* **Task goal**
Nothing in the records may change when you print them out again.

***** Dataset excerpts *****

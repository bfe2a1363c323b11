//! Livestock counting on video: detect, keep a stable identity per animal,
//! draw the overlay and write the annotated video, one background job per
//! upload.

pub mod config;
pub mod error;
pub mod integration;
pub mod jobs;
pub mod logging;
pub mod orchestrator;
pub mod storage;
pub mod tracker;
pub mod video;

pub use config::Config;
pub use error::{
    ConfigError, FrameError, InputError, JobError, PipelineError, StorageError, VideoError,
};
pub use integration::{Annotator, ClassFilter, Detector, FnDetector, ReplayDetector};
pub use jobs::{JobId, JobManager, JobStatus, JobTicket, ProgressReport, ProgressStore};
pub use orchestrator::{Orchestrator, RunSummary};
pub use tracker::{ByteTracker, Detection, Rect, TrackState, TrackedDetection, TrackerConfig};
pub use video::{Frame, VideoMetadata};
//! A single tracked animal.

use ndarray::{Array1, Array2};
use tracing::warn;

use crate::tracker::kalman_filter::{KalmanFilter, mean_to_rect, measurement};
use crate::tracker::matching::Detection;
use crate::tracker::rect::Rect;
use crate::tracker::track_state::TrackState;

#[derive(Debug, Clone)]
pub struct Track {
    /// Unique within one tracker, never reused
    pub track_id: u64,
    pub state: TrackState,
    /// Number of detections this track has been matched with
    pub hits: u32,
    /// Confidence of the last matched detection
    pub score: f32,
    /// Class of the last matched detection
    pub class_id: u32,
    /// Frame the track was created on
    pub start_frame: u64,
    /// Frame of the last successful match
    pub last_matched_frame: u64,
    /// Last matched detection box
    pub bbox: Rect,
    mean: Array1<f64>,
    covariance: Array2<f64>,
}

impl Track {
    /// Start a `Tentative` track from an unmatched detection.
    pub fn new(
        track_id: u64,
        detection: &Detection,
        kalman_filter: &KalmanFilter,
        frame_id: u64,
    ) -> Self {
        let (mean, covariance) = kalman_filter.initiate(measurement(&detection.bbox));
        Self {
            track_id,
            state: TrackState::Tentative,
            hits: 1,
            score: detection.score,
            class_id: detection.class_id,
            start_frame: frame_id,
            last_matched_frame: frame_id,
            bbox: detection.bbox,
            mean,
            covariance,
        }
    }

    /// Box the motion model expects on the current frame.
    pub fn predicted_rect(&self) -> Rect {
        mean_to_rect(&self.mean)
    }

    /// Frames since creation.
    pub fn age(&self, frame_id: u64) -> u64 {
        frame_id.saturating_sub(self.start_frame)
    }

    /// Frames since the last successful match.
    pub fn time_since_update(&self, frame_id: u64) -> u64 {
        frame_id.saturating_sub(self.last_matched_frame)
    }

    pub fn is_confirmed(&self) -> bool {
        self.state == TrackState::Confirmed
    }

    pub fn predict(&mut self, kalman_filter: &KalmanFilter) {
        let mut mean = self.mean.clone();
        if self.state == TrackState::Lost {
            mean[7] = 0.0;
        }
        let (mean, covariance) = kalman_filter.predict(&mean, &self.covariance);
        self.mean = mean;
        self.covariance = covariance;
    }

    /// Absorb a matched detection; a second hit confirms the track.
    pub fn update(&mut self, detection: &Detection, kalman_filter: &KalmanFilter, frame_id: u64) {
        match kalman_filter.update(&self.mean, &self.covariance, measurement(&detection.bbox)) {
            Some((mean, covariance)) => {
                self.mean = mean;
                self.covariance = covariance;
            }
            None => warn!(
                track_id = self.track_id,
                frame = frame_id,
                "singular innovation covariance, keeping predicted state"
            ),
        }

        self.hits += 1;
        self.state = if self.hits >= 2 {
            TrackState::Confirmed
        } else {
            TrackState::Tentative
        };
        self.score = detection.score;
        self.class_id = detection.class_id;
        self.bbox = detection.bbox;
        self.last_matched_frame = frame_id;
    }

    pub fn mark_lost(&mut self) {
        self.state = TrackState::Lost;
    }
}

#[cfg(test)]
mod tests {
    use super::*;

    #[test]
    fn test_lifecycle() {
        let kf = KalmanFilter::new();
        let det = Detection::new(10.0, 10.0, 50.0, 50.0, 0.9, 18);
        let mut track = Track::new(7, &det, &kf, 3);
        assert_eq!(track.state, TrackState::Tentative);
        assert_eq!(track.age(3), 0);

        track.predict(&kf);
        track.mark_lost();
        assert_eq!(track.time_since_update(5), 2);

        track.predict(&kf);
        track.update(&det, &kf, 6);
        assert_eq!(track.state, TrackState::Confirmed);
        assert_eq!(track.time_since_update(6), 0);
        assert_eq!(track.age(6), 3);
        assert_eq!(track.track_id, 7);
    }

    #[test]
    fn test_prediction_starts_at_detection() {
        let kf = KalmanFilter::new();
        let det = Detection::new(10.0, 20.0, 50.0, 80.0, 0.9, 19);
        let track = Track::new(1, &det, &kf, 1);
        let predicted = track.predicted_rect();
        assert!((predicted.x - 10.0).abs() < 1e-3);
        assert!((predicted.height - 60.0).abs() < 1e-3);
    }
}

*****

* **Task response**
repository bfe2a1363c323b11
//! Livestock counting on video: detect, keep a stable identity per animal,
//! draw the overlay and write the annotated video, one background job per
//! upload.

pub mod config;
pub mod error;
pub mod integration;
pub mod jobs;
pub mod logging;
pub mod orchestrator;
pub mod storage;
pub mod tracker;
pub mod video;

pub use config::Config;
pub use error::{
    ConfigError, FrameError, InputError, JobError, PipelineError, StorageError, VideoError,
};
pub use integration::{Annotator, ClassFilter, Detector, FnDetector, ReplayDetector};
pub use jobs::{JobId, JobManager, JobStatus, JobTicket, ProgressReport, ProgressStore};
pub use orchestrator::{Orchestrator, RunSummary};
pub use tracker::{ByteTracker, Detection, Rect, TrackState, TrackedDetection, TrackerConfig};
pub use video::{Frame, VideoMetadata};
//! A single tracked animal.

use ndarray::{Array1, Array2};
use tracing::warn;

use crate::tracker::kalman_filter::{KalmanFilter, mean_to_rect, measurement};
use crate::tracker::matching::Detection;
use crate::tracker::rect::Rect;
use crate::tracker::track_state::TrackState;

#[derive(Debug, Clone)]
pub struct Track {
    /// Unique within one tracker, never reused
    pub track_id: u64,
    pub state: TrackState,
    /// Number of detections this track has been matched with
    pub hits: u32,
    /// Confidence of the last matched detection
    pub score: f32,
    /// Class of the last matched detection
    pub class_id: u32,
    /// Frame the track was created on
    pub start_frame: u64,
    /// Frame of the last successful match
    pub last_matched_frame: u64,
    /// Last matched detection box
    pub bbox: Rect,
    mean: Array1<f64>,
    covariance: Array2<f64>,
}

impl Track {
    /// Start a `Tentative` track from an unmatched detection.
    pub fn new(
        track_id: u64,
        detection: &Detection,
        kalman_filter: &KalmanFilter,
        frame_id: u64,
    ) -> Self {
        let (mean, covariance) = kalman_filter.initiate(measurement(&detection.bbox));
        Self {
            track_id,
            state: TrackState::Tentative,
            hits: 1,
            score: detection.score,
            class_id: detection.class_id,
            start_frame: frame_id,
            last_matched_frame: frame_id,
            bbox: detection.bbox,
            mean,
            covariance,
        }
    }

    /// Box the motion model expects on the current frame.
    pub fn predicted_rect(&self) -> Rect {
        mean_to_rect(&self.mean)
    }

    /// Frames since creation.
    pub fn age(&self, frame_id: u64) -> u64 {
        frame_id.saturating_sub(self.start_frame)
    }

    /// Frames since the last successful match.
    pub fn time_since_update(&self, frame_id: u64) -> u64 {
        frame_id.saturating_sub(self.last_matched_frame)
    }

    pub fn is_confirmed(&self) -> bool {
        self.state == TrackState::Confirmed
    }

    pub fn predict(&mut self, kalman_filter: &KalmanFilter) {
        let mut mean = self.mean.clone();
        if self.state == TrackState::Lost {
            mean[7] = 0.0;
        }
        let (mean, covariance) = kalman_filter.predict(&mean, &self.covariance);
        self.mean = mean;
        self.covariance = covariance;
    }

    /// Absorb a matched detection; a second hit confirms the track.
    pub fn update(&mut self, detection: &Detection, kalman_filter: &KalmanFilter, frame_id: u64) {
        match kalman_filter.update(&self.mean, &self.covariance, measurement(&detection.bbox)) {
            Some((mean, covariance)) => {
                self.mean = mean;
                self.covariance = covariance;
            }
            None => warn!(
                track_id = self.track_id,
                frame = frame_id,
                "singular innovation covariance, keeping predicted state"
            ),
        }

        self.hits += 1;
        self.state = if self.hits >= 2 {
            TrackState::Confirmed
        } else {
            TrackState::Tentative
        };
        self.score = detection.score;
        self.class_id = detection.class_id;
        self.bbox = detection.bbox;
        self.last_matched_frame = frame_id;
    }

    pub fn mark_lost(&mut self) {
        self.state = TrackState::Lost;
    }
}

#[cfg(test)]
mod tests {
    use super::*;

    #[test]
    fn test_lifecycle() {
        let kf = KalmanFilter::new();
        let det = Detection::new(10.0, 10.0, 50.0, 50.0, 0.9, 18);
        let mut track = Track::new(7, &det, &kf, 3);
        assert_eq!(track.state, TrackState::Tentative);
        assert_eq!(track.age(3), 0);

        track.predict(&kf);
        track.mark_lost();
        assert_eq!(track.time_since_update(5), 2);

        track.predict(&kf);
        track.update(&det, &kf, 6);
        assert_eq!(track.state, TrackState::Confirmed);
        assert_eq!(track.time_since_update(6), 0);
        assert_eq!(track.age(6), 3);
        assert_eq!(track.track_id, 7);
    }

    #[test]
    fn test_prediction_starts_at_detection() {
        let kf = KalmanFilter::new();
        let det = Detection::new(10.0, 20.0, 50.0, 80.0, 0.9, 19);
        let track = Track::new(1, &det, &kf, 1);
        let predicted = track.predicted_rect();
        assert!((predicted.x - 10.0).abs() < 1e-3);
        assert!((predicted.height - 60.0).abs() < 1e-3);
    }
}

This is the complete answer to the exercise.